Raloxifene is a selective estrogen receptor modulator (SERM) that prevents bone loss. Although it is largely used for the treatment of osteoporosis, the mechanisms by which this compound modulates the activity of bone cells are still poorly understood. In this study we investigate whether raloxifene affects osteoclast and osteoblast activity in vitro. Bone marrow cultures were established from neonatal mice and treated with 1,25(OH)2 vitamin D3 (VitD3, 10−8 mol/L) to induce osteoclast generation. Similar to 17β-estradiol, raloxifene significantly reduced the number of osteoclasts in a concentration-dependent manner, with maximal inhibition at 10−11 mol/L (−48%). However, as for 17β-estradiol, at a high concentration (10−7 mol/L), the inhibitory effect of raloxifene was abolished. In a pit assay, raloxifene inhibited bone resorption. A maximal effect was observed at 10−9 mol/L, and maintained at a high concentration, indicating that inhibition of osteoclast formation and inhibition of bone resorption may be due to activation of, at least in part, different pathways.

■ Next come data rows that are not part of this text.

//! # Watch Loop
//!
//! Controller watch loop that monitors `KeycloakClient` resources and triggers
//! reconciliation when changes are detected.
//!
//! The controller runs at most one reconciliation per document at a time and
//! bounds the total with `max_concurrent_reconciliations`. Status writes fire
//! watch events of their own; those are filtered out by [`decide`] unless the
//! document carries a manual trigger or its scheduled time has come.

use crate::config::ControllerConfig;
use crate::controller::reconciler::{Reconciler, ReconcilerError, TriggerSource, reconcile};
use crate::controller::server::ServerState;
use crate::crd::KeycloakClient;
use crate::runtime::error_policy::{handle_reconciliation_error, handle_watch_stream_error};
use chrono::{DateTime, Utc};
use futures::StreamExt;
use kube::api::Api;
use kube_runtime::{Controller, controller, controller::Action, watcher};
use std::sync::Arc;
use std::sync::atomic::{AtomicU64, Ordering};
use std::time::Duration;
use tracing::{Instrument, debug, error, info, warn};

/// Scheduled times are treated as due this early, absorbing timer jitter
const SCHEDULE_TOLERANCE_SECS: i64 = 2;

/// What to do with a watch event
#[derive(Debug, Clone, PartialEq, Eq)]
pub enum WatchDecision {
    Reconcile(TriggerSource),
    /// Nothing changed; wait for the next scheduled attempt if one is recorded
    Skip { requeue_after: Option<Duration> },
}

/// Decide whether a watch event needs a reconciliation
#[must_use]
pub fn decide(document: &KeycloakClient, now: DateTime<Utc>) -> WatchDecision {
    if document.is_being_deleted() {
        return WatchDecision::Reconcile(TriggerSource::Deletion);
    }
    if document.has_manual_trigger() {
        return WatchDecision::Reconcile(TriggerSource::ManualAnnotation);
    }

    let generation = document.metadata.generation.unwrap_or(0);
    let status = document.status.as_ref();
    let observed_generation = status.and_then(|s| s.observed_generation).unwrap_or(0);
    if observed_generation == 0 || generation != observed_generation {
        return WatchDecision::Reconcile(TriggerSource::SpecChange);
    }

    let next_time = status
        .and_then(|s| s.next_reconcile_time.as_deref())
        .and_then(|t| DateTime::parse_from_rfc3339(t).ok())
        .map(|t| t.with_timezone(&Utc));
    match next_time {
        Some(next) if now >= next - chrono::Duration::seconds(SCHEDULE_TOLERANCE_SECS) => {
            WatchDecision::Reconcile(TriggerSource::Scheduled)
        }
        Some(next) => WatchDecision::Skip {
            requeue_after: (next - now).to_std().ok(),
        },
        None => WatchDecision::Skip {
            requeue_after: None,
        },
    }
}

/// Run the controller watch loop
///
/// Sets up the Kubernetes controller, handles graceful shutdown and restarts
/// the watch when its stream ends.
pub async fn run_watch_loop(
    documents: Api<KeycloakClient>,
    reconciler: Arc<Reconciler>,
    server_state: Arc<ServerState>,
    config: ControllerConfig,
) -> Result<(), anyhow::Error> {
    info!("Starting controller watch loop...");

    let backoff_duration_ms = Arc::new(AtomicU64::new(config.backoff_start_ms));

    // Mark server as not ready when SIGTERM/SIGINT is received
    let shutdown_server_state = server_state.clone();
    tokio::spawn(async move {
        let _ = tokio::signal::ctrl_c().await;
        info!("Received shutdown signal (SIGINT/SIGTERM), initiating graceful shutdown...");

        shutdown_server_state
            .is_ready
            .store(false, Ordering::Relaxed);
        info!("Marked server as not ready, waiting for in-flight reconciliations to complete...");
    });

    loop {
        if !server_state.is_ready.load(Ordering::Relaxed) {
            info!("Shutdown requested, exiting watch loop");
            break;
        }

        let backoff_clone = backoff_duration_ms.clone();
        let backoff_start_ms = config.backoff_start_ms;
        let max_backoff_ms = config.backoff_max_ms;
        let watch_restart_delay_secs = config.watch_restart_delay_secs;
        let watch_span = tracing::span!(
            tracing::Level::INFO,
            "controller.watch",
            operation = "watch_loop"
        );
        watch_span.in_scope(|| {
            info!(
                max_concurrent_reconciliations = config.max_concurrent_reconciliations,
                "Starting controller watch..."
            );
        });
        let controller_future =
            Controller::new(documents.clone(), watcher::Config::default().any_semantic())
                .with_config(
                    controller::Config::default()
                        .concurrency(config.max_concurrent_reconciliations),
                )
                .shutdown_on_signal()
                .run(
                    create_reconcile_fn,
                    handle_reconciliation_error,
                    reconciler.clone(),
                )
                .filter_map(move |x| {
                    let backoff = backoff_clone.clone();
                    async move {
                        match &x {
                            Ok(_) => {
                                backoff.store(backoff_start_ms, Ordering::Relaxed);
                                debug!("watch.event.success");
                                Some(x)
                            }
                            Err(e) => {
                                let error_string = format!("{e:?}");
                                handle_watch_stream_error(
                                    &error_string,
                                    &backoff,
                                    max_backoff_ms,
                                    watch_restart_delay_secs,
                                )
                                .await
                                .map(|()| x)
                            }
                        }
                    }
                })
                .for_each(|_| futures::future::ready(()));

        controller_future.instrument(watch_span).await;

        if !server_state.is_ready.load(Ordering::Relaxed) {
            info!("Shutdown requested, exiting watch loop");
            break;
        }

        let delay = config.watch_restart_delay_after_end_duration();
        warn!(
            "Controller watch stream ended, restarting in {} seconds...",
            delay.as_secs()
        );
        tokio::time::sleep(delay).await;
    }

    info!("Controller stopped gracefully");
    Ok(())
}

/// Create the reconciliation function for the controller
fn create_reconcile_fn(
    obj: Arc<KeycloakClient>,
    ctx: Arc<Reconciler>,
) -> impl std::future::Future<Output = Result<Action, ReconcilerError>> + Send {
    let name = obj
        .metadata
        .name
        .as_deref()
        .unwrap_or("unknown")
        .to_string();
    let namespace = obj
        .metadata
        .namespace
        .as_deref()
        .unwrap_or("default")
        .to_string();
    let resource_version = obj
        .metadata
        .resource_version
        .as_deref()
        .unwrap_or("unknown")
        .to_string();
    let generation = obj.metadata.generation.unwrap_or(0);
    let observed_generation = obj
        .status
        .as_ref()
        .and_then(|s| s.observed_generation)
        .unwrap_or(0);

    let reconcile_span = tracing::span!(
        tracing::Level::INFO,
        "controller.watch.reconcile",
        resource.name = name.as_str(),
        resource.namespace = namespace.as_str(),
        resource.version = resource_version.as_str(),
        resource.generation = generation,
        resource.observed_generation = observed_generation,
        event.r#type = "watch_triggered"
    );
    async move {
        let trigger_source = match decide(&obj, Utc::now()) {
            WatchDecision::Reconcile(trigger_source) => trigger_source,
            WatchDecision::Skip { requeue_after } => {
                debug!(
                    resource.name = name.as_str(),
                    resource.namespace = namespace.as_str(),
                    generation = generation,
                    observed_generation = observed_generation,
                    "Skipping reconciliation - spec unchanged and next attempt not yet due"
                );
                // Keep the recorded schedule alive across watch restarts
                return Ok(requeue_after.map_or_else(Action::await_change, Action::requeue));
            }
        };

        debug!(
            resource.name = name.as_str(),
            resource.namespace = namespace.as_str(),
            generation = generation,
            observed_generation = observed_generation,
            trigger_source = trigger_source.as_str(),
            "watch.event.received"
        );

        let result = reconcile(obj, ctx, trigger_source).await;

        match &result {
            Ok(action) => {
                debug!(resource.name = name.as_str(), action = ?action, "watch.event.reconciled");
            }
            Err(e) => {
                error!(resource.name = name.as_str(), error = %e, "watch.event.reconciliation_failed");
            }
        }

        result
    }
    .instrument(reconcile_span)
}

#[cfg(test)]
mod tests {
    use super::*;
    use crate::constants::RECONCILE_TRIGGER_ANNOTATION;
    use crate::crd::KeycloakClientStatus;
    use std::collections::BTreeMap;

    fn document(generation: i64, status: Option<KeycloakClientStatus>) -> KeycloakClient {
        let mut document: KeycloakClient = serde_json::from_value(serde_json::json!({
            "apiVersion": "keycloak.octopilot.io/v1",
            "kind": "KeycloakClient",
            "metadata": { "name": "web", "namespace": "apps" },
            "spec": { "realm": "main", "clientId": "web" }
        }))
        .expect("valid document");
        document.metadata.generation = Some(generation);
        document.status = status;
        document
    }

    fn fixed_now() -> DateTime<Utc> {
        DateTime::parse_from_rfc3339("2026-03-01T12:00:00Z")
            .expect("valid timestamp")
            .with_timezone(&Utc)
    }

    fn observed(generation: i64, next: Option<DateTime<Utc>>) -> KeycloakClientStatus {
        KeycloakClientStatus {
            observed_generation: Some(generation),
            next_reconcile_time: next.map(|t| t.to_rfc3339()),
            ..Default::default()
        }
    }

    #[test]
    fn test_first_sighting_reconciles() {
        assert_eq!(
            decide(&document(1, None), fixed_now()),
            WatchDecision::Reconcile(TriggerSource::SpecChange)
        );
    }

    #[test]
    fn test_generation_change_reconciles() {
        let now = fixed_now();
        let next = now + chrono::Duration::seconds(600);
        assert_eq!(
            decide(&document(3, Some(observed(2, Some(next)))), now),
            WatchDecision::Reconcile(TriggerSource::SpecChange)
        );
    }

    #[test]
    fn test_status_only_change_waits_for_schedule() {
        let now = fixed_now();
        let next = now + chrono::Duration::seconds(600);
        assert_eq!(
            decide(&document(2, Some(observed(2, Some(next)))), now),
            WatchDecision::Skip {
                requeue_after: Some(Duration::from_secs(600))
            }
        );
    }

    #[test]
    fn test_due_schedule_reconciles_within_tolerance() {
        let now = fixed_now();
        let next = now + chrono::Duration::seconds(1);
        assert_eq!(
            decide(&document(2, Some(observed(2, Some(next)))), now),
            WatchDecision::Reconcile(TriggerSource::Scheduled)
        );
    }

    #[test]
    fn test_no_schedule_awaits_change() {
        assert_eq!(
            decide(&document(2, Some(observed(2, None))), fixed_now()),
            WatchDecision::Skip {
                requeue_after: None
            }
        );
    }

    #[test]
    fn test_manual_trigger_reconciles() {
        let now = fixed_now();
        let next = now + chrono::Duration::seconds(600);
        let mut doc = document(2, Some(observed(2, Some(next))));
        doc.metadata.annotations = Some(BTreeMap::from([(
            RECONCILE_TRIGGER_ANNOTATION.to_string(),
            now.to_rfc3339(),
        )]));
        assert_eq!(
            decide(&doc, now),
            WatchDecision::Reconcile(TriggerSource::ManualAnnotation)
        );
    }

    #[test]
    fn test_deletion_always_reconciles() {
        let now = fixed_now();
        let next = now + chrono::Duration::seconds(600);
        let mut doc = document(2, Some(observed(2, Some(next))));
        doc.metadata.deletion_timestamp =
            serde_json::from_value(serde_json::json!("2026-01-01T00:00:00Z"))
                .expect("valid timestamp");
        assert_eq!(
            decide(&doc, now),
            WatchDecision::Reconcile(TriggerSource::Deletion)
        );
    }
}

Osteoblasts from neonatal mice calvariae were also exposed to raloxifene. In these cells, this compound induced a concentration-dependent increase of proliferation, which was blocked by the estrogen-receptor antagonist ICI 164,384. Raloxifene also increased the osteoblast-specific transcription factor Cbfa1/Runx2 and α2 procollagen type I chain mRNAs, with a pattern that only partially coincided with that of 17β-estradiol. Consistent with decreased osteoclastogenesis, raloxifene inhibited the mRNA expression of interleukin (IL)-1β and IL-6 at a low concentration, but not at a high concentration, whereas 17β-estradiol had similar effects on IL-6 and inhibited IL-1β at both concentrations. Furthermore, both compounds were able to inhibit tumor necrosis factor (TNF)-α-induced IL-1β, but not IL-6, increase. In conclusion, these data show that raloxifene negatively modulates osteoclasts, and positively affects osteoblasts, suggesting not only an antiresorptive role, but also an osteoblast stimulatory role.